## TASK PROMPT
Report back every line below that carries the word "target".

## EXTRACTED MATERIAL

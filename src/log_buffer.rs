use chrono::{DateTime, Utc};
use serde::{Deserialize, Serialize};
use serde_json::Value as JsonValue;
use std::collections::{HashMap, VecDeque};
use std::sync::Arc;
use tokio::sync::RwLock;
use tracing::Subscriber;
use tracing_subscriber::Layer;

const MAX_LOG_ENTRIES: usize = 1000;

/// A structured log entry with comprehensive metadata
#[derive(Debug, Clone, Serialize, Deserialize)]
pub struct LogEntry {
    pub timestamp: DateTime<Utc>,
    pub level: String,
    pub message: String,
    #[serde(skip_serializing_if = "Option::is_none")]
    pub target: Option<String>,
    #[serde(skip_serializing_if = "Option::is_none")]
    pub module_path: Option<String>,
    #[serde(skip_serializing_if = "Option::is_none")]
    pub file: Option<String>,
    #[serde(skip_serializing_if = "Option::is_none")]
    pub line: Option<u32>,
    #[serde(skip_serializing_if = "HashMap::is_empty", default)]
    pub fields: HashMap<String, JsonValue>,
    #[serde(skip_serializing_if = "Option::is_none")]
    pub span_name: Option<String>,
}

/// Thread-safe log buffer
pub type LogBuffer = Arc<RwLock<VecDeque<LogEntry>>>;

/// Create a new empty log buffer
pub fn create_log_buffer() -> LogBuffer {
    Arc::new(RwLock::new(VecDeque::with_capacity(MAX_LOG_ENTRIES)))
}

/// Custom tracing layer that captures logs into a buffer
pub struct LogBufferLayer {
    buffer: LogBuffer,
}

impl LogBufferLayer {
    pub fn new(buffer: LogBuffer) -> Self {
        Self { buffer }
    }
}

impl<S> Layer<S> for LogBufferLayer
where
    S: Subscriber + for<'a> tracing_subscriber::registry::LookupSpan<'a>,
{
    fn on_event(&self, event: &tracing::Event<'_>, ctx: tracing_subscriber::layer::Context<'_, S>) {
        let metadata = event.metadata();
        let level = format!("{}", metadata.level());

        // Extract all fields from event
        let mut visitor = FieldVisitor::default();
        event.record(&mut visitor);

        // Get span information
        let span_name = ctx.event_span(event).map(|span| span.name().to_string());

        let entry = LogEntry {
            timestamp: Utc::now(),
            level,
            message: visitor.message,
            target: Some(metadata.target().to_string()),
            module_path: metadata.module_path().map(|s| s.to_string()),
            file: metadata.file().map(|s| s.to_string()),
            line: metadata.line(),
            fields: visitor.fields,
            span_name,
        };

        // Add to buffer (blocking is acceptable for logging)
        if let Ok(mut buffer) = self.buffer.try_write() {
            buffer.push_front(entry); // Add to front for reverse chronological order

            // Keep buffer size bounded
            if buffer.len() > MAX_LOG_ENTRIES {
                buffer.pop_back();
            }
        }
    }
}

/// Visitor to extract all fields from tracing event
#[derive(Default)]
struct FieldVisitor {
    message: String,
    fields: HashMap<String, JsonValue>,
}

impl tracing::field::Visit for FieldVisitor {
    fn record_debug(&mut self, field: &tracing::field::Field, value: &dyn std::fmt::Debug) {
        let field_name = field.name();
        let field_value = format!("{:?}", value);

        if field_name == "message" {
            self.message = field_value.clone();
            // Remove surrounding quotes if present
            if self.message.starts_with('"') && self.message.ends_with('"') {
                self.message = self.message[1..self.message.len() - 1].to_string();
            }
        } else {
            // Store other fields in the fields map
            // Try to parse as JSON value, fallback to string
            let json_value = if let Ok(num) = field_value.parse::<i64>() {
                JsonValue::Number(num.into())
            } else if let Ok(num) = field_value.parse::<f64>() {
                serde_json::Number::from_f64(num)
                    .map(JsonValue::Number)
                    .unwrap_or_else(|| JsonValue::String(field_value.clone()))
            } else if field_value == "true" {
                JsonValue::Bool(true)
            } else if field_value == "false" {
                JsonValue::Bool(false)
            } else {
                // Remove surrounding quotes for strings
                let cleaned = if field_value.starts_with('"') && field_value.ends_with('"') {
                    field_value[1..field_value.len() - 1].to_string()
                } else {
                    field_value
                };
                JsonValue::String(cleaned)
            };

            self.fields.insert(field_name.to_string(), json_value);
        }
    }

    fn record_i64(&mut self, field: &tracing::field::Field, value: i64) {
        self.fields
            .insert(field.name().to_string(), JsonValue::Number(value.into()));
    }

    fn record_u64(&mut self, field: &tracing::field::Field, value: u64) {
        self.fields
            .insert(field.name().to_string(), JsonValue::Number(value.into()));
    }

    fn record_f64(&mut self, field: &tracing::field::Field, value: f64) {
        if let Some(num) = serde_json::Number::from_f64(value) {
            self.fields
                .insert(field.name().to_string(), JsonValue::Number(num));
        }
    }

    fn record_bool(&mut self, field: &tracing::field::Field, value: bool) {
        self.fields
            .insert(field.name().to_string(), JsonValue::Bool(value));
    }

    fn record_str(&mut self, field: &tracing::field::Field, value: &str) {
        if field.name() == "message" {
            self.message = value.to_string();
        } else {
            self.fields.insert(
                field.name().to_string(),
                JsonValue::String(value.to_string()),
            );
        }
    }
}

## SOLUTION TO THIS EXERCISE
    pub target: Option<String>,
            target: Some(metadata.target().to_string()),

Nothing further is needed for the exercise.